◆ Activity
Write out, please, the lines from the beginning of the material to the line with "it is used.", including both ends and nothing else.

┌──

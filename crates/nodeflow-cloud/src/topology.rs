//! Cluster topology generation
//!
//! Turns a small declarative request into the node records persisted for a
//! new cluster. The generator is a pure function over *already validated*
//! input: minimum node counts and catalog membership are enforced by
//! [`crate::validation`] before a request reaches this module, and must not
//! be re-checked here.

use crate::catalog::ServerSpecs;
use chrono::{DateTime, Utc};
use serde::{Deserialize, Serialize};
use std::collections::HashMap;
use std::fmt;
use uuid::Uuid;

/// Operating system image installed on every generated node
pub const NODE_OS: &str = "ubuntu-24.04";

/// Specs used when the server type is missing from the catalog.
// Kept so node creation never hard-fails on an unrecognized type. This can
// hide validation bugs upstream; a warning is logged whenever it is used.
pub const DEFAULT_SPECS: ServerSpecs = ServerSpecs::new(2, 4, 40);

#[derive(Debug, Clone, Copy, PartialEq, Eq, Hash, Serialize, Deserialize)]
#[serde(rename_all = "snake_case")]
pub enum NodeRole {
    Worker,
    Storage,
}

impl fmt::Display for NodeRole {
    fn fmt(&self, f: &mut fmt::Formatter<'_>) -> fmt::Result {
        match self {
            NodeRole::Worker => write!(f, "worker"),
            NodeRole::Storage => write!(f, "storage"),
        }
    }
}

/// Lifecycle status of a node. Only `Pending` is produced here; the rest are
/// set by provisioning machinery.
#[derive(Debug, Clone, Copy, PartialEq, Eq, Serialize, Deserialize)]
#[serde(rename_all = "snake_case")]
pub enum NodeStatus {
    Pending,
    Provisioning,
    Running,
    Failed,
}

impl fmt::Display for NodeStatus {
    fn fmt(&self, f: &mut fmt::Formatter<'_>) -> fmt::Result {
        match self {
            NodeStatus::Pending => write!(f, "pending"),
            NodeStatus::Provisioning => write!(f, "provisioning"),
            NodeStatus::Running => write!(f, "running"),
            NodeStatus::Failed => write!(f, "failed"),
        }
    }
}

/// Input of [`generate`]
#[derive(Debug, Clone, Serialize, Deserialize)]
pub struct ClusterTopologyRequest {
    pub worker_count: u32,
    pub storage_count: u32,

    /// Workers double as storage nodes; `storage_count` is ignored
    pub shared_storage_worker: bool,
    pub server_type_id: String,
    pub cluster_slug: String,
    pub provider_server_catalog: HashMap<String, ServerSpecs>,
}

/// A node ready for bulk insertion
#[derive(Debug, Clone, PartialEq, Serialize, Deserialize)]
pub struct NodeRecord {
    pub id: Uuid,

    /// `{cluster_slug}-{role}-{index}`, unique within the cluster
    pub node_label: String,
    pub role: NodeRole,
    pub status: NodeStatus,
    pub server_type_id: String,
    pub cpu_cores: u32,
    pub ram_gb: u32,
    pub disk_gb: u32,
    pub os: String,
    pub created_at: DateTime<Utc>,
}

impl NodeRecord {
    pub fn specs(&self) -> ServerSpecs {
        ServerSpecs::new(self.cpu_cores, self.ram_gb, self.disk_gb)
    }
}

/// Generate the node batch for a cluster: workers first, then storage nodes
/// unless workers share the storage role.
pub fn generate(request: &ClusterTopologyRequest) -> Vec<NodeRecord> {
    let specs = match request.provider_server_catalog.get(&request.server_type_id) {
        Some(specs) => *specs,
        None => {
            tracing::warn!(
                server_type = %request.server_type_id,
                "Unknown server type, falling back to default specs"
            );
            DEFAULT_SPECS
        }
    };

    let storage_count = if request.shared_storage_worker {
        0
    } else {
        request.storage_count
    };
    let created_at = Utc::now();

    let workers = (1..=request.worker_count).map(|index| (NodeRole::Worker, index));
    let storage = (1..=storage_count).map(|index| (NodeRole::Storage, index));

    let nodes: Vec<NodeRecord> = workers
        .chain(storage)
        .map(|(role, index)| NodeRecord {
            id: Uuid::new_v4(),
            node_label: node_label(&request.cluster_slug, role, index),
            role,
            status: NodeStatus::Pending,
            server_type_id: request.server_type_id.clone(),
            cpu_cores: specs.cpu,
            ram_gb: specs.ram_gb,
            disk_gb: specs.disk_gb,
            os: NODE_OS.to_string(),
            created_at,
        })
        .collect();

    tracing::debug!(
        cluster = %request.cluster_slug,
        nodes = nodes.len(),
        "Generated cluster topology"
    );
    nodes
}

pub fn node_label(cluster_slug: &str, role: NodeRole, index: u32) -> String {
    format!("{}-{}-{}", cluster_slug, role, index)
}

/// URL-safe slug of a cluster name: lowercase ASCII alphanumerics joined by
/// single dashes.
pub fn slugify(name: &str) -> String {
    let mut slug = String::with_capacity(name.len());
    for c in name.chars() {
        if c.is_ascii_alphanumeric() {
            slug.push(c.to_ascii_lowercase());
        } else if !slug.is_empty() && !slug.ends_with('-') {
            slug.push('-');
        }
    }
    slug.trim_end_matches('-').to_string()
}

└──

◆ Written response
filename crates/nodeflow-cloud/src/topology.rs
//! Cluster topology generation
//!
//! Turns a small declarative request into the node records persisted for a
//! new cluster. The generator is a pure function over *already validated*
//! input: minimum node counts and catalog membership are enforced by
//! [`crate::validation`] before a request reaches this module, and must not
//! be re-checked here.

use crate::catalog::ServerSpecs;
use chrono::{DateTime, Utc};
use serde::{Deserialize, Serialize};
use std::collections::HashMap;
use std::fmt;
use uuid::Uuid;

/// Operating system image installed on every generated node
pub const NODE_OS: &str = "ubuntu-24.04";

/// Specs used when the server type is missing from the catalog.
// Kept so node creation never hard-fails on an unrecognized type. This can
// hide validation bugs upstream; a warning is logged whenever it is used.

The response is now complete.